In 2018 we cruised down the Pacific coast of Central America as far as Costa Rica. We enjoyed this coast, though many of the anchorages are essentially roadsteads and can be a bit rolly. Inland sojourns were excellent, but many of the seaside towns (especially those with marinas) are quite “gringo” with large developments and very expensive moorage (up to US$5/ft/night!). This makes travelling inland difficult, since leaving a boat at anchor unattended is asking for problems with theft. For us this was quite limiting.
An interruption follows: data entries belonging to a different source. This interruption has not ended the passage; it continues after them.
use axum::{
    extract::{Query, State},
    http::StatusCode,
    response::{IntoResponse, Json, Response},
};
use serde::Deserialize;
use tracing::{error, info};

use crate::actions::json_error;
use crate::aggregate::{aggregate_range, parse_query_date};
use crate::web::AppState;

#[derive(Debug, Deserialize)]
pub struct VesselsQueryParams {
    /// First day, YYYY-MM-DD
    pub start_date: Option<String>,
    /// Last day (inclusive), YYYY-MM-DD
    pub end_date: Option<String>,
}

/// GET /api/vessels?start_date=YYYY-MM-DD&end_date=YYYY-MM-DD
/// Union of the daily files in range as one GeoJSON FeatureCollection
pub async fn get_vessels(
    State(state): State<AppState>,
    Query(params): Query<VesselsQueryParams>,
) -> Response {
    metrics::counter!("vessels.api.requests_total").increment(1);

    let (Some(start_date), Some(end_date)) = (
        params.start_date.filter(|s| !s.is_empty()),
        params.end_date.filter(|s| !s.is_empty()),
    ) else {
        metrics::counter!("vessels.api.bad_request_total").increment(1);
        return json_error(StatusCode::BAD_REQUEST, "Missing start_date or end_date")
            .into_response();
    };

    let (Ok(start), Ok(end)) = (
        parse_query_date(&start_date),
        parse_query_date(&end_date),
    ) else {
        metrics::counter!("vessels.api.bad_request_total").increment(1);
        return json_error(
            StatusCode::BAD_REQUEST,
            "Invalid date format. Use YYYY-MM-DD",
        )
        .into_response();
    };

    let store = state.store.clone();
    let result = tokio::task::spawn_blocking(move || aggregate_range(start, end, store.as_ref()))
        .await;

    match result {
        Ok(Ok(collection)) => {
            info!(
                "Returning {} vessel positions for {} to {}",
                collection.len(),
                start,
                end
            );
            metrics::counter!("vessels.api.features_returned")
                .increment(collection.len() as u64);
            (StatusCode::OK, Json(collection)).into_response()
        }
        Ok(Err(e)) => {
            metrics::counter!("vessels.api.error_total").increment(1);
            error!("Failed to load vessel data: {:#}", e);
            json_error(StatusCode::INTERNAL_SERVER_ERROR, "Failed to load vessel data")
                .into_response()
        }
        Err(e) => {
            metrics::counter!("vessels.api.error_total").increment(1);
            error!("Vessel data task failed: {}", e);
            json_error(StatusCode::INTERNAL_SERVER_ERROR, "Failed to load vessel data")
                .into_response()
        }
    }
}
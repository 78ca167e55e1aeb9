use serde::{Deserialize, Serialize};
use serde_json::{Map, Value};

use crate::vessel_metadata::VesselMetadata;

/// GeoJSON FeatureCollection of vessel positions
#[derive(Serialize, Deserialize, Debug, Clone, PartialEq)]
pub struct FeatureCollection {
    #[serde(rename = "type")]
    pub collection_type: String, // Always "FeatureCollection"
    #[serde(default)]
    pub features: Vec<Feature>,
}

impl FeatureCollection {
    pub fn new(features: Vec<Feature>) -> Self {
        Self {
            collection_type: "FeatureCollection".to_string(),
            features,
        }
    }

    pub fn empty() -> Self {
        Self::new(Vec::new())
    }

    pub fn len(&self) -> usize {
        self.features.len()
    }

    pub fn is_empty(&self) -> bool {
        self.features.is_empty()
    }
}

impl Default for FeatureCollection {
    fn default() -> Self {
        Self::empty()
    }
}

/// Properties object of a stored feature, kept exactly as read so day files
/// written by other tools pass through untouched
pub type Properties = Map<String, Value>;

/// GeoJSON Point feature for a single position report
#[derive(Serialize, Deserialize, Debug, Clone, PartialEq)]
pub struct Feature {
    #[serde(rename = "type")]
    pub feature_type: String, // Always "Feature"
    pub geometry: PointGeometry,
    #[serde(default)]
    pub properties: Properties,
}

impl Feature {
    pub fn point(longitude: f64, latitude: f64, properties: VesselProperties) -> Self {
        Self {
            feature_type: "Feature".to_string(),
            geometry: PointGeometry::new(longitude, latitude),
            properties: properties.into_map(),
        }
    }

    /// Property value, `Null` when the key is absent
    pub fn property(&self, key: &str) -> &Value {
        self.properties.get(key).unwrap_or(&Value::Null)
    }
}

#[derive(Serialize, Deserialize, Debug, Clone, PartialEq)]
pub struct PointGeometry {
    #[serde(rename = "type")]
    pub geometry_type: String, // Always "Point"
    /// GeoJSON order: [longitude, latitude]
    pub coordinates: [f64; 2],
}

impl PointGeometry {
    pub fn new(longitude: f64, latitude: f64) -> Self {
        Self {
            geometry_type: "Point".to_string(),
            coordinates: [longitude, latitude],
        }
    }

    pub fn longitude(&self) -> f64 {
        self.coordinates[0]
    }

    pub fn latitude(&self) -> f64 {
        self.coordinates[1]
    }
}

/// Properties the converter writes: the position report's pass-through columns
/// joined with the vessel list attributes. Absent values are written as `null`.
#[derive(Serialize, Deserialize, Debug, Clone, Default, PartialEq)]
#[serde(default)]
pub struct VesselProperties {
    pub timestamp: Option<Value>,
    pub mmsi: Option<String>,
    pub name: Option<String>,
    pub callsign: Option<Value>,
    pub nav_status: Option<Value>,
    pub sog: Option<Value>,
    pub cog: Option<Value>,
    pub shiptype: Option<Value>,
    pub length: Option<Value>,
    pub width: Option<Value>,
    pub draught: Option<Value>,
    pub destination: Option<String>,
    pub eta: Option<Value>,
    pub country: Option<String>,
    pub duration: Option<f64>,
    pub distance: Option<f64>,
}

impl VesselProperties {
    pub fn with_metadata(mut self, metadata: &VesselMetadata) -> Self {
        self.country = metadata.country.clone();
        self.duration = metadata.duration;
        self.distance = metadata.distance;
        self
    }

    /// JSON object in field order
    pub fn into_map(self) -> Properties {
        match serde_json::to_value(self) {
            Ok(Value::Object(map)) => map,
            _ => Properties::new(),
        }
    }
}
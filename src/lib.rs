//! vesselmap - daily vessel-position exports as GeoJSON
//!
//! Converts per-day AIS position CSVs into one GeoJSON FeatureCollection file
//! per day, enriched with attributes from a reference vessel list, and serves
//! date-ranged unions of those files over HTTP next to a browser front end.

pub mod actions;
pub mod aggregate;
pub mod cell;
pub mod commands;
pub mod converter;
pub mod daily_store;
pub mod date_range;
pub mod geojson;
pub mod log_format;
pub mod metrics;
pub mod position;
pub mod vessel_metadata;
pub mod web;

pub use aggregate::{DayLoader, aggregate_range};
pub use converter::convert_day;
pub use daily_store::DailyStore;
pub use geojson::{Feature, FeatureCollection};
pub use vessel_metadata::{MetadataIndex, VesselMetadata};
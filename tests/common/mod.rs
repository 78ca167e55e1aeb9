//! Common fixtures for integration tests
//!
//! Each test gets its own scratch directory (dropped with the `TestData`
//! value) laid out like a deployment:
//!
//! ```text
//! raw_csv/          daily position exports
//! processed_geojson/ daily FeatureCollection files
//! vessel_list.csv   reference vessel list
//! dist/             built front end
//! ```

#![allow(dead_code)]

use std::fs;
use std::path::{Path, PathBuf};
use tempfile::TempDir;

use vesselmap::MetadataIndex;

pub const POSITION_HEADER: &str =
    "lon,lat,bs_ts,mmsi,name,callsign,nav_status,sog,cog,shiptype,length,width,draught,destination,eta";

pub const VESSEL_LIST: &str = "\
MMSI,Name,Country,Duration,Distance [Nm]
123,Polaris,NO,14,812.5
257000001,KV Svalbard,NO,31,4120.7
273000002,Akademik Fedorov,RU,22,
";

pub struct TestData {
    dir: TempDir,
}

impl TestData {
    pub fn new() -> Self {
        let dir = tempfile::tempdir().expect("Failed to create temp dir");
        fs::create_dir_all(dir.path().join("raw_csv")).unwrap();
        fs::write(dir.path().join("vessel_list.csv"), VESSEL_LIST).unwrap();
        Self { dir }
    }

    pub fn root(&self) -> &Path {
        self.dir.path()
    }

    pub fn raw_dir(&self) -> PathBuf {
        self.root().join("raw_csv")
    }

    pub fn geojson_dir(&self) -> PathBuf {
        self.root().join("processed_geojson")
    }

    pub fn static_dir(&self) -> PathBuf {
        self.root().join("dist")
    }

    pub fn vessel_list(&self) -> PathBuf {
        self.root().join("vessel_list.csv")
    }

    pub fn index(&self) -> MetadataIndex {
        MetadataIndex::load_csv(self.vessel_list()).expect("Failed to load vessel list")
    }

    /// Write a daily CSV from data rows (header added)
    pub fn write_day_csv(&self, file_name: &str, rows: &[&str]) -> PathBuf {
        let mut contents = String::from(POSITION_HEADER);
        contents.push('\n');
        for row in rows {
            contents.push_str(row);
            contents.push('\n');
        }
        let path = self.raw_dir().join(file_name);
        fs::write(&path, contents).unwrap();
        path
    }

    pub fn write_static(&self, relative: &str, contents: &str) {
        let path = self.static_dir().join(relative);
        fs::create_dir_all(path.parent().unwrap()).unwrap();
        fs::write(path, contents).unwrap();
    }
}

/// A position row with everything but the identity and position left blank
pub fn position_row(lon: &str, lat: &str, mmsi: &str, name: &str) -> String {
    format!("{lon},{lat},2024-01-01 12:00:00,{mmsi},{name},,,,,,,,,,")
}
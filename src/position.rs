use anyhow::{Context, Result};
use serde_json::Value;
use std::fs::File;
use std::io::{BufReader, Read};
use std::path::Path;

use crate::cell::{TableRow, read_table, to_opt_f64};
use crate::vessel_metadata::MetadataKey;

/// Column names of the daily position export
pub mod columns {
    pub const LON: &str = "lon";
    pub const LAT: &str = "lat";
    pub const TIMESTAMP: &str = "bs_ts";
    pub const MMSI: &str = "mmsi";
    pub const NAME: &str = "name";
    pub const CALLSIGN: &str = "callsign";
    pub const NAV_STATUS: &str = "nav_status";
    pub const SOG: &str = "sog";
    pub const COG: &str = "cog";
    pub const SHIPTYPE: &str = "shiptype";
    pub const LENGTH: &str = "length";
    pub const WIDTH: &str = "width";
    pub const DRAUGHT: &str = "draught";
    pub const DESTINATION: &str = "destination";
    pub const ETA: &str = "eta";
}

/// One row of a daily position export.
///
/// Only longitude and latitude are interpreted; everything else is carried
/// through unchanged, or as `None` when the cell is missing.
#[derive(Debug, Clone, Default, PartialEq)]
pub struct PositionRecord {
    pub longitude: Option<f64>,
    pub latitude: Option<f64>,
    pub timestamp: Option<Value>,
    pub mmsi: Option<String>,
    pub name: Option<String>,
    pub callsign: Option<Value>,
    pub nav_status: Option<Value>,
    pub sog: Option<Value>,
    pub cog: Option<Value>,
    pub shiptype: Option<Value>,
    pub length: Option<Value>,
    pub width: Option<Value>,
    pub draught: Option<Value>,
    pub destination: Option<String>,
    pub eta: Option<Value>,
}

impl PositionRecord {
    pub fn from_row(row: &TableRow) -> Self {
        Self {
            longitude: to_opt_f64(row.raw(columns::LON)),
            latitude: to_opt_f64(row.raw(columns::LAT)),
            timestamp: row.value(columns::TIMESTAMP),
            mmsi: row.text(columns::MMSI),
            name: row.text(columns::NAME),
            callsign: row.value(columns::CALLSIGN),
            nav_status: row.value(columns::NAV_STATUS),
            sog: row.value(columns::SOG),
            cog: row.value(columns::COG),
            shiptype: row.value(columns::SHIPTYPE),
            length: row.value(columns::LENGTH),
            width: row.value(columns::WIDTH),
            draught: row.value(columns::DRAUGHT),
            destination: row.text(columns::DESTINATION),
            eta: row.value(columns::ETA),
        }
    }

    /// Both coordinates, if the row is convertible
    pub fn coordinates(&self) -> Option<(f64, f64)> {
        Some((self.longitude?, self.latitude?))
    }

    pub fn metadata_key(&self) -> MetadataKey {
        MetadataKey::new(self.mmsi.as_deref(), self.name.as_deref())
    }
}

/// Read every row of a daily position CSV
pub fn read_positions_csv<P: AsRef<Path>>(path: P) -> Result<Vec<PositionRecord>> {
    let path = path.as_ref();
    let file = File::open(path).with_context(|| format!("Failed to open {}", path.display()))?;
    read_positions(BufReader::new(file))
        .with_context(|| format!("Failed to parse {}", path.display()))
}

pub fn read_positions<R: Read>(reader: R) -> Result<Vec<PositionRecord>> {
    let rows = read_table(reader)?;
    Ok(rows.iter().map(PositionRecord::from_row).collect())
}
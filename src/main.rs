use anyhow::Result;
use clap::{Parser, Subcommand};
use std::path::PathBuf;
use tracing_subscriber::{EnvFilter, layer::SubscriberExt, util::SubscriberInitExt};

use vesselmap::commands::{handle_convert, handle_serve};
use vesselmap::log_format::TargetFirstFormat;

#[cfg(not(target_env = "msvc"))]
#[global_allocator]
static GLOBAL: tikv_jemallocator::Jemalloc = tikv_jemallocator::Jemalloc;

#[derive(Parser)]
#[command(name = "vesselmap")]
#[command(about = "Daily vessel positions as GeoJSON", long_about = None)]
struct Cli {
    #[command(subcommand)]
    command: Commands,

    /// Log level (trace, debug, info, warn, error); RUST_LOG takes precedence
    #[arg(short, long, default_value = "info")]
    log_level: String,

    /// Disable coloured log output
    #[arg(long)]
    no_color: bool,
}

#[derive(Subcommand)]
enum Commands {
    /// Convert a folder of daily position CSVs into daily GeoJSON files
    Convert {
        /// Folder of daily CSV exports
        #[arg(long, env = "VESSELMAP_RAW_CSV_DIR", default_value = "data/raw_csv")]
        input_dir: PathBuf,

        /// Folder the daily GeoJSON files are written to
        #[arg(
            long,
            env = "VESSELMAP_GEOJSON_DIR",
            default_value = "data/processed_geojson"
        )]
        output_dir: PathBuf,

        /// Vessel list CSV (MMSI, Name, Country, Duration, Distance [Nm])
        #[arg(
            long,
            env = "VESSELMAP_VESSEL_LIST",
            default_value = "data/vessel_list/vessel_list.csv"
        )]
        vessel_list: PathBuf,

        /// Convert files on a thread pool instead of one at a time
        #[arg(long)]
        parallel: bool,
    },
    /// Serve the vessel API and the front end
    Serve {
        /// Interface to bind to
        #[arg(long, env = "VESSELMAP_INTERFACE", default_value = "127.0.0.1")]
        interface: String,

        /// Port to listen on
        #[arg(short, long, env = "VESSELMAP_PORT", default_value = "5000")]
        port: u16,

        /// Folder of daily GeoJSON files
        #[arg(
            long,
            env = "VESSELMAP_GEOJSON_DIR",
            default_value = "data/processed_geojson"
        )]
        data_dir: PathBuf,

        /// Built front end (must contain index.html)
        #[arg(long, env = "VESSELMAP_STATIC_DIR", default_value = "frontend/dist")]
        static_dir: PathBuf,

        /// Expose Prometheus metrics at /metrics
        #[arg(long, env = "VESSELMAP_METRICS")]
        metrics: bool,
    },
}

#[tokio::main]
async fn main() -> Result<()> {
    // Load environment variables from .env file
    dotenvy::dotenv().ok();

    let cli = Cli::parse();

    let filter =
        EnvFilter::try_from_default_env().unwrap_or_else(|_| EnvFilter::new(&cli.log_level));

    tracing_subscriber::registry()
        .with(filter)
        .with(
            tracing_subscriber::fmt::layer()
                .event_format(TargetFirstFormat::new(!cli.no_color))
                .with_ansi(!cli.no_color),
        )
        .init();

    match cli.command {
        Commands::Convert {
            input_dir,
            output_dir,
            vessel_list,
            parallel,
        } => handle_convert(input_dir, output_dir, vessel_list, parallel).await,
        Commands::Serve {
            interface,
            port,
            data_dir,
            static_dir,
            metrics,
        } => handle_serve(interface, port, data_dir, static_dir, metrics).await,
    }
}
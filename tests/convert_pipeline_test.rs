// Integration tests for the batch conversion and the date-range read path
// against real files on disk.

mod common;

use chrono::NaiveDate;
use serde_json::json;
use std::fs;

use common::{TestData, position_row};
use vesselmap::aggregate::{aggregate_range, parse_query_date};
use vesselmap::commands::convert::convert_directory;
use vesselmap::converter::convert_csv;
use vesselmap::{DailyStore, FeatureCollection};

fn date(s: &str) -> NaiveDate {
    parse_query_date(s).unwrap()
}

#[test]
fn test_polaris_scenario() {
    let data = TestData::new();
    let csv = data.write_day_csv(
        "2024-01-01.csv",
        &[&position_row("10.5", "70.2", " 123 ", "Polaris ")],
    );

    let fc = convert_csv(&csv, &data.index()).unwrap();

    assert_eq!(fc.len(), 1);
    let feature = &fc.features[0];
    assert_eq!(feature.geometry.coordinates, [10.5, 70.2]);
    assert_eq!(feature.property("country"), "NO");
    assert_eq!(feature.property("duration"), &json!(14.0));
    assert_eq!(feature.property("distance"), &json!(812.5));
}

#[test]
fn test_batch_writes_one_file_per_csv() {
    let data = TestData::new();
    data.write_day_csv(
        "2024-01-01.csv",
        &[
            &position_row("10.5", "70.2", "123", "Polaris"),
            &position_row("", "70.3", "123", "Polaris"),
            &position_row("11.0", "70.4", "257000001", "KV Svalbard"),
        ],
    );
    data.write_day_csv(
        "2024-01-02.csv",
        &[&position_row("12.0", "71.0", "273000002", "Akademik Fedorov")],
    );
    fs::write(data.raw_dir().join("notes.txt"), "not a csv").unwrap();

    let report = convert_directory(&data.raw_dir(), &data.geojson_dir(), &data.index(), false)
        .unwrap();

    assert!(report.is_complete());
    assert_eq!(report.converted.len(), 2);
    assert_eq!(report.converted[0].features, 2);
    assert_eq!(report.converted[1].features, 1);
    assert_eq!(report.total_features(), 3);

    let store = DailyStore::new(data.geojson_dir());
    assert_eq!(
        store.days().unwrap(),
        vec![date("2024-01-01"), date("2024-01-02")]
    );
}

#[test]
fn test_failed_file_does_not_stop_batch() {
    let data = TestData::new();
    data.write_day_csv(
        "2024-01-01.csv",
        &[&position_row("10.5", "70.2", "123", "Polaris")],
    );
    // not UTF-8
    let mut unreadable = format!("{}\n10.5,70.2,", common::POSITION_HEADER).into_bytes();
    unreadable.extend_from_slice(b"\xff\xfe,123,Polaris,,,,,,,,,,\n");
    fs::write(data.raw_dir().join("2024-01-02.csv"), unreadable).unwrap();
    data.write_day_csv(
        "2024-01-03.csv",
        &[&position_row("12.0", "71.0", "123", "Polaris")],
    );

    let report = convert_directory(&data.raw_dir(), &data.geojson_dir(), &data.index(), false)
        .unwrap();

    assert_eq!(report.converted.len(), 2);
    assert_eq!(report.failed.len(), 1);
    assert!(report.failed[0].source.ends_with("2024-01-02.csv"));
    assert!(!report.failed[0].error.is_empty());

    let store = DailyStore::new(data.geojson_dir());
    assert!(store.load_day(date("2024-01-02")).unwrap().is_none());
    assert!(store.load_day(date("2024-01-03")).unwrap().is_some());
}

#[test]
fn test_short_rows_are_converted() {
    let data = TestData::new();
    let csv = data.write_day_csv(
        "2024-01-01.csv",
        &[
            "10.5,70.2,2024-01-01 12:00:00,123,Polaris",
            "11.0,70.4",
            "12.0",
        ],
    );

    let fc = convert_csv(&csv, &data.index()).unwrap();

    assert_eq!(fc.len(), 2);
    assert_eq!(fc.features[0].property("country"), "NO");
    assert!(fc.features[0].property("callsign").is_null());
    assert!(fc.features[1].property("mmsi").is_null());
    assert_eq!(fc.features[1].geometry.coordinates, [11.0, 70.4]);
}

#[test]
fn test_parallel_batch_matches_sequential() {
    let data = TestData::new();
    for day in 1..=6 {
        let rows: Vec<String> = (0..day)
            .map(|i| position_row(&format!("{}.5", i), "70.0", "123", "Polaris"))
            .collect();
        let rows: Vec<&str> = rows.iter().map(String::as_str).collect();
        data.write_day_csv(&format!("2024-01-0{}.csv", day), &rows);
    }
    let index = data.index();

    let sequential =
        convert_directory(&data.raw_dir(), &data.root().join("seq"), &index, false).unwrap();
    let parallel =
        convert_directory(&data.raw_dir(), &data.root().join("par"), &index, true).unwrap();

    let counts = |r: &vesselmap::commands::convert::BatchReport| {
        r.converted.iter().map(|c| c.features).collect::<Vec<_>>()
    };
    assert_eq!(counts(&sequential), vec![1, 2, 3, 4, 5, 6]);
    assert_eq!(counts(&sequential), counts(&parallel));

    let seq_store = DailyStore::new(data.root().join("seq"));
    let par_store = DailyStore::new(data.root().join("par"));
    for day in seq_store.days().unwrap() {
        assert_eq!(
            seq_store.load_day(day).unwrap(),
            par_store.load_day(day).unwrap()
        );
    }
}

#[test]
fn test_round_trip_single_day() {
    let data = TestData::new();
    let csv = data.write_day_csv(
        "2024-01-01.csv",
        &[
            "10.5,70.2,2024-01-01 00:00:00, 123 ,Polaris ,LAXY,Under way,11.3,271,Cargo,120,18,6.5,TROMSO,01-02 12:00",
            "11.25,70.9,2024-01-01 00:10:00,999,Unknown,,Moored,0,,,,,,,",
            ",,2024-01-01 00:20:00,123,Polaris,,,,,,,,,,",
            "-8.123456789012345,71.000000000000001,2024-01-01 00:30:00,257000001,KV Svalbard,LCVS,,12.75,3.5,Law enforcement,103.7,19.2,,LONGYEARBYEN,",
        ],
    );
    let index = data.index();
    let direct = convert_csv(&csv, &index).unwrap();
    assert_eq!(direct.len(), 3);

    convert_directory(&data.raw_dir(), &data.geojson_dir(), &index, false).unwrap();
    let store = DailyStore::new(data.geojson_dir());
    let aggregated = aggregate_range(date("2024-01-01"), date("2024-01-01"), &store).unwrap();

    assert_eq!(aggregated, direct);
}

#[test]
fn test_range_counts_sum_existing_days() {
    let data = TestData::new();
    let store = DailyStore::new(data.geojson_dir());
    let index = data.index();

    let day_sizes = [("2024-01-01", 3usize), ("2024-01-03", 1), ("2024-01-04", 0)];
    for (day, size) in day_sizes {
        let rows: Vec<String> = (0..size)
            .map(|i| position_row(&i.to_string(), "70.0", "123", "Polaris"))
            .collect();
        let rows: Vec<&str> = rows.iter().map(String::as_str).collect();
        let csv = data.write_day_csv(&format!("{}.csv", day), &rows);
        store
            .write_day(date(day), &convert_csv(&csv, &index).unwrap())
            .unwrap();
    }

    let all = aggregate_range(date("2023-12-31"), date("2024-01-05"), &store).unwrap();
    assert_eq!(all.len(), 4);

    let tail = aggregate_range(date("2024-01-02"), date("2024-01-03"), &store).unwrap();
    assert_eq!(tail.len(), 1);

    let reversed = aggregate_range(date("2024-01-03"), date("2024-01-01"), &store).unwrap();
    assert_eq!(reversed, FeatureCollection::empty());
}

#[test]
fn test_written_file_is_geojson() {
    let data = TestData::new();
    data.write_day_csv(
        "2024-01-01.csv",
        &[&position_row("10.5", "70.2", "123", "Polaris")],
    );
    convert_directory(&data.raw_dir(), &data.geojson_dir(), &data.index(), false).unwrap();

    let text = fs::read_to_string(data.geojson_dir().join("2024-01-01.geojson")).unwrap();
    let value: serde_json::Value = serde_json::from_str(&text).unwrap();

    assert_eq!(value["type"], "FeatureCollection");
    let feature = &value["features"][0];
    assert_eq!(feature["type"], "Feature");
    assert_eq!(feature["geometry"]["type"], "Point");
    assert_eq!(feature["properties"]["timestamp"], "2024-01-01 12:00:00");
    assert_eq!(feature["properties"]["mmsi"], "123");
    assert_eq!(feature["properties"]["country"], "NO");
    assert!(feature["properties"]["callsign"].is_null());
    // pretty printed with two-space indentation
    assert!(text.contains("\n  \"features\""));
}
After much discussion and tossing around options, we decided to head back to the Pacific Northwest. We still want to get to Patagonia at some stage, but now is not the time for us. There was a freighter chartered by a boat transport company, heading to BC and stopping in Costa Rica. It fitted our timing and commitments in Australia well and meant Betty Mc would be back in BC in 2 weeks rather than several months, potentially against the prevailing weather. Decision made! While Betty Mc was enroute, we explored inland Costa Rica by road – a fabulous country for wildlife and local culture once away from the west coast.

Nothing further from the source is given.